### [DIRECTIONS FOR THIS TASK]
Copy each line from the entries that the word "derive" appears in.

### [INFORMATION GIVEN]
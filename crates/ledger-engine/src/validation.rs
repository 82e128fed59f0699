//! Structural request validation.
//!
//! Checks here are purely about shape (lengths, scale, id ranges). Business
//! rules such as positive amounts or ownership live in the services.

use std::collections::BTreeMap;
use std::fmt;

use rust_decimal::Decimal;
use serde::Serialize;
use thiserror::Error;
use tracing::debug;

pub const NAME_LENGTH: usize = 32;
pub const DESCRIPTION_LENGTH: usize = 32;
pub const AMOUNT_SCALE: u32 = 2;

/// Field name to message, ordered by field name for stable output
#[derive(Debug, Clone, Default, PartialEq, Eq, Serialize)]
pub struct FieldErrors(BTreeMap<&'static str, String>);

impl FieldErrors {
    pub fn new() -> Self {
        Self::default()
    }

    pub fn add(&mut self, field: &'static str, message: impl Into<String>) {
        self.0.entry(field).or_insert_with(|| message.into());
    }

    pub fn get(&self, field: &str) -> Option<&str> {
        self.0.get(field).map(String::as_str)
    }

    pub fn is_empty(&self) -> bool {
        self.0.is_empty()
    }

    pub fn len(&self) -> usize {
        self.0.len()
    }

    pub fn into_result(self) -> Result<(), Self> {
        if self.is_empty() {
            Ok(())
        } else {
            Err(self)
        }
    }
}

impl fmt::Display for FieldErrors {
    fn fmt(&self, f: &mut fmt::Formatter<'_>) -> fmt::Result {
        let mut first = true;
        for (field, message) in &self.0 {
            if !first {
                f.write_str(", ")?;
            }
            write!(f, "{field}: {message}")?;
            first = false;
        }
        Ok(())
    }
}

pub trait Validate {
    fn validate(&self) -> Result<(), FieldErrors>;
}

pub(crate) fn check_id(errors: &mut FieldErrors, field: &'static str, id: u64, message: &str) {
    if id < 1 {
        errors.add(field, message);
    }
}

pub(crate) fn check_amount_scale(errors: &mut FieldErrors, amount: Decimal) {
    if amount.normalize().scale() > AMOUNT_SCALE {
        errors.add("amount", "Invalid change fraction");
    }
}

pub(crate) fn check_description(errors: &mut FieldErrors, description: Option<&str>) {
    if description.is_some_and(|d| d.chars().count() > DESCRIPTION_LENGTH) {
        errors.add(
            "description",
            format!("length must be at most {DESCRIPTION_LENGTH}"),
        );
    }
}

#[derive(Debug, Clone, Copy, PartialEq, Eq, Error)]
pub enum SsnError {
    #[error("Invalid SSN length")]
    Length,
    #[error("Invalid SSN area number")]
    AreaNumber,
    #[error("Invalid SSN group number")]
    GroupNumber,
    #[error("Invalid SSN serial number")]
    SerialNumber,
}

/// Nine digit national identifier, structurally checked on construction
#[derive(Debug, Clone, Copy, PartialEq, Eq, Hash, PartialOrd, Ord, Serialize)]
#[serde(transparent)]
pub struct Ssn(u32);

impl Ssn {
    pub const fn value(self) -> u32 {
        self.0
    }
}

impl TryFrom<u64> for Ssn {
    type Error = SsnError;

    fn try_from(value: u64) -> Result<Self, Self::Error> {
        check_ssn_digits(&value.to_string())
            .inspect_err(|err| debug!("SSN validation failed: {err}"))?;
        u32::try_from(value)
            .map(Self)
            .map_err(|_| SsnError::Length)
    }
}

fn check_ssn_digits(digits: &str) -> Result<(), SsnError> {
    if digits.len() != 9 {
        return Err(SsnError::Length);
    }
    let (area, rest) = digits.split_at(3);
    let (group, serial) = rest.split_at(2);
    if area == "000" || area.starts_with("666") || area.starts_with('9') {
        return Err(SsnError::AreaNumber);
    }
    if group == "00" {
        return Err(SsnError::GroupNumber);
    }
    if serial == "0000" {
        return Err(SsnError::SerialNumber);
    }
    Ok(())
}

impl fmt::Display for Ssn {
    fn fmt(&self, f: &mut fmt::Formatter<'_>) -> fmt::Result {
        write!(f, "{:09}", self.0)
    }
}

### [EXPECTED OUTPUT]
#[derive(Debug, Clone, Default, PartialEq, Eq, Serialize)]
#[derive(Debug, Clone, Copy, PartialEq, Eq, Error)]
#[derive(Debug, Clone, Copy, PartialEq, Eq, Hash, PartialOrd, Ord, Serialize)]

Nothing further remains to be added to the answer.